BEGIN Source data

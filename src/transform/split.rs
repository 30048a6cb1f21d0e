//! Channel and bit-plane decomposition.
//!
//! Layer `i` of a `bits`-wide split covers bit positions `i..i + bits`
//! and is shifted so its highest bit lands on the top bit of the depth
//! it was taken from. With `bits > 1` neighbouring layers overlap in
//! `bits - 1` positions. Layers are produced from the most significant
//! one down; every layer iterator is double ended, so `.rev()` yields
//! them starting at bit 0.

use crate::error::{Error, Result};
use crate::raster::{Channel, PixelMatrix};
use std::ops::Range;

/// Number of `bits`-wide layers in a `depth`-bit sample.
#[inline]
pub fn layer_count(depth: u32, bits: u32) -> u32 {
    (depth + 1).saturating_sub(bits)
}

/// Mask and left shift that isolate one layer.
#[derive(Debug, Clone, Copy)]
struct Layer {
    mask: u32,
    shift: u32,
}

impl Layer {
    /// Callers guarantee `start + bits <= depth <= 32`.
    fn new(start: u32, bits: u32, depth: u32) -> Self {
        let mask = (((1u64 << bits) - 1) << start) as u32;
        Self {
            mask,
            shift: depth - start - bits,
        }
    }

    #[inline]
    fn apply(self, value: u32) -> u32 {
        (value & self.mask) << self.shift
    }
}

fn check_bits(bits: u32) -> Result<()> {
    if bits == 0 {
        return Err(Error::invalid("need to mask at least one bit"));
    }
    Ok(())
}

/// Takes a deep copy of every channel, in channel order.
pub fn split(matrix: &PixelMatrix) -> Vec<Channel> {
    (0..matrix.channel_count())
        .filter_map(|index| matrix.channel(index).ok())
        .collect()
}

/// Yields one unmodified single-channel matrix per channel.
pub fn split_components(matrix: &PixelMatrix) -> Components<'_> {
    Components {
        matrix,
        next: 0..matrix.channel_count(),
    }
}

/// Yields whole-matrix bit layers over the shallowest channel depth.
///
/// All channels are masked with the same bit range, so every layer keeps
/// the channel count of `matrix`.
pub fn split_bit_layers(matrix: &PixelMatrix, bits: u32) -> Result<BitLayers<'_>> {
    check_bits(bits)?;
    let depth = u32::from(matrix.min_bits());
    tracing::debug!(depth, bits, layers = layer_count(depth, bits), "Splitting bit layers");
    Ok(BitLayers {
        matrix,
        bits,
        depth,
        starts: 0..layer_count(depth, bits),
    })
}

/// Yields, per channel, that channel's bit layers at its own depth.
pub fn split_bit_layers_components(
    matrix: &PixelMatrix,
    bits: u32,
) -> Result<ComponentLayers<'_>> {
    check_bits(bits)?;
    Ok(ComponentLayers {
        components: split_components(matrix),
        bits,
    })
}

/// Iterator returned by [`split_components`].
#[derive(Debug, Clone)]
pub struct Components<'a> {
    matrix: &'a PixelMatrix,
    next: Range<usize>,
}

impl Iterator for Components<'_> {
    type Item = PixelMatrix;

    fn next(&mut self) -> Option<PixelMatrix> {
        let index = self.next.next()?;
        self.matrix.channel(index).ok().map(Channel::into_matrix)
    }

    fn size_hint(&self) -> (usize, Option<usize>) {
        self.next.size_hint()
    }
}

impl DoubleEndedIterator for Components<'_> {
    fn next_back(&mut self) -> Option<PixelMatrix> {
        let index = self.next.next_back()?;
        self.matrix.channel(index).ok().map(Channel::into_matrix)
    }
}

impl ExactSizeIterator for Components<'_> {}

/// Iterator returned by [`split_bit_layers`].
#[derive(Debug, Clone)]
pub struct BitLayers<'a> {
    matrix: &'a PixelMatrix,
    bits: u32,
    depth: u32,
    starts: Range<u32>,
}

impl BitLayers<'_> {
    fn layer(&self, start: u32) -> PixelMatrix {
        let layer = Layer::new(start, self.bits, self.depth);
        self.matrix.map_samples(|v, _| layer.apply(v))
    }
}

impl Iterator for BitLayers<'_> {
    type Item = PixelMatrix;

    fn next(&mut self) -> Option<PixelMatrix> {
        let start = self.starts.next_back()?;
        Some(self.layer(start))
    }

    fn size_hint(&self) -> (usize, Option<usize>) {
        self.starts.size_hint()
    }
}

impl DoubleEndedIterator for BitLayers<'_> {
    fn next_back(&mut self) -> Option<PixelMatrix> {
        let start = self.starts.next()?;
        Some(self.layer(start))
    }
}

impl ExactSizeIterator for BitLayers<'_> {}

/// Iterator returned by [`split_bit_layers_components`].
#[derive(Debug, Clone)]
pub struct ComponentLayers<'a> {
    components: Components<'a>,
    bits: u32,
}

impl ComponentLayers<'_> {
    fn layers(&self, component: PixelMatrix) -> Vec<PixelMatrix> {
        let depth = u32::from(component.min_bits());
        (0..layer_count(depth, self.bits))
            .rev()
            .map(|start| {
                let layer = Layer::new(start, self.bits, depth);
                component.map_samples(|v, _| layer.apply(v))
            })
            .collect()
    }
}

impl Iterator for ComponentLayers<'_> {
    type Item = Vec<PixelMatrix>;

    fn next(&mut self) -> Option<Vec<PixelMatrix>> {
        let component = self.components.next()?;
        Some(self.layers(component))
    }

    fn size_hint(&self) -> (usize, Option<usize>) {
        self.components.size_hint()
    }
}

impl ExactSizeIterator for ComponentLayers<'_> {}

END Source data

Beginning with the line above that contains "impl DoubleEndedIterator for Components<'_>", copy each line exactly up to and including the line that contains "impl Iterator for BitLayers<'_>", and go no further.

impl DoubleEndedIterator for Components<'_> {
    fn next_back(&mut self) -> Option<PixelMatrix> {
        let index = self.next.next_back()?;
        self.matrix.channel(index).ok().map(Channel::into_matrix)
    }
}

impl ExactSizeIterator for Components<'_> {}

/// Iterator returned by [`split_bit_layers`].
#[derive(Debug, Clone)]
pub struct BitLayers<'a> {
    matrix: &'a PixelMatrix,
    bits: u32,
    depth: u32,
    starts: Range<u32>,
}

impl BitLayers<'_> {
    fn layer(&self, start: u32) -> PixelMatrix {
        let layer = Layer::new(start, self.bits, self.depth);
        self.matrix.map_samples(|v, _| layer.apply(v))
    }
}

impl Iterator for BitLayers<'_> {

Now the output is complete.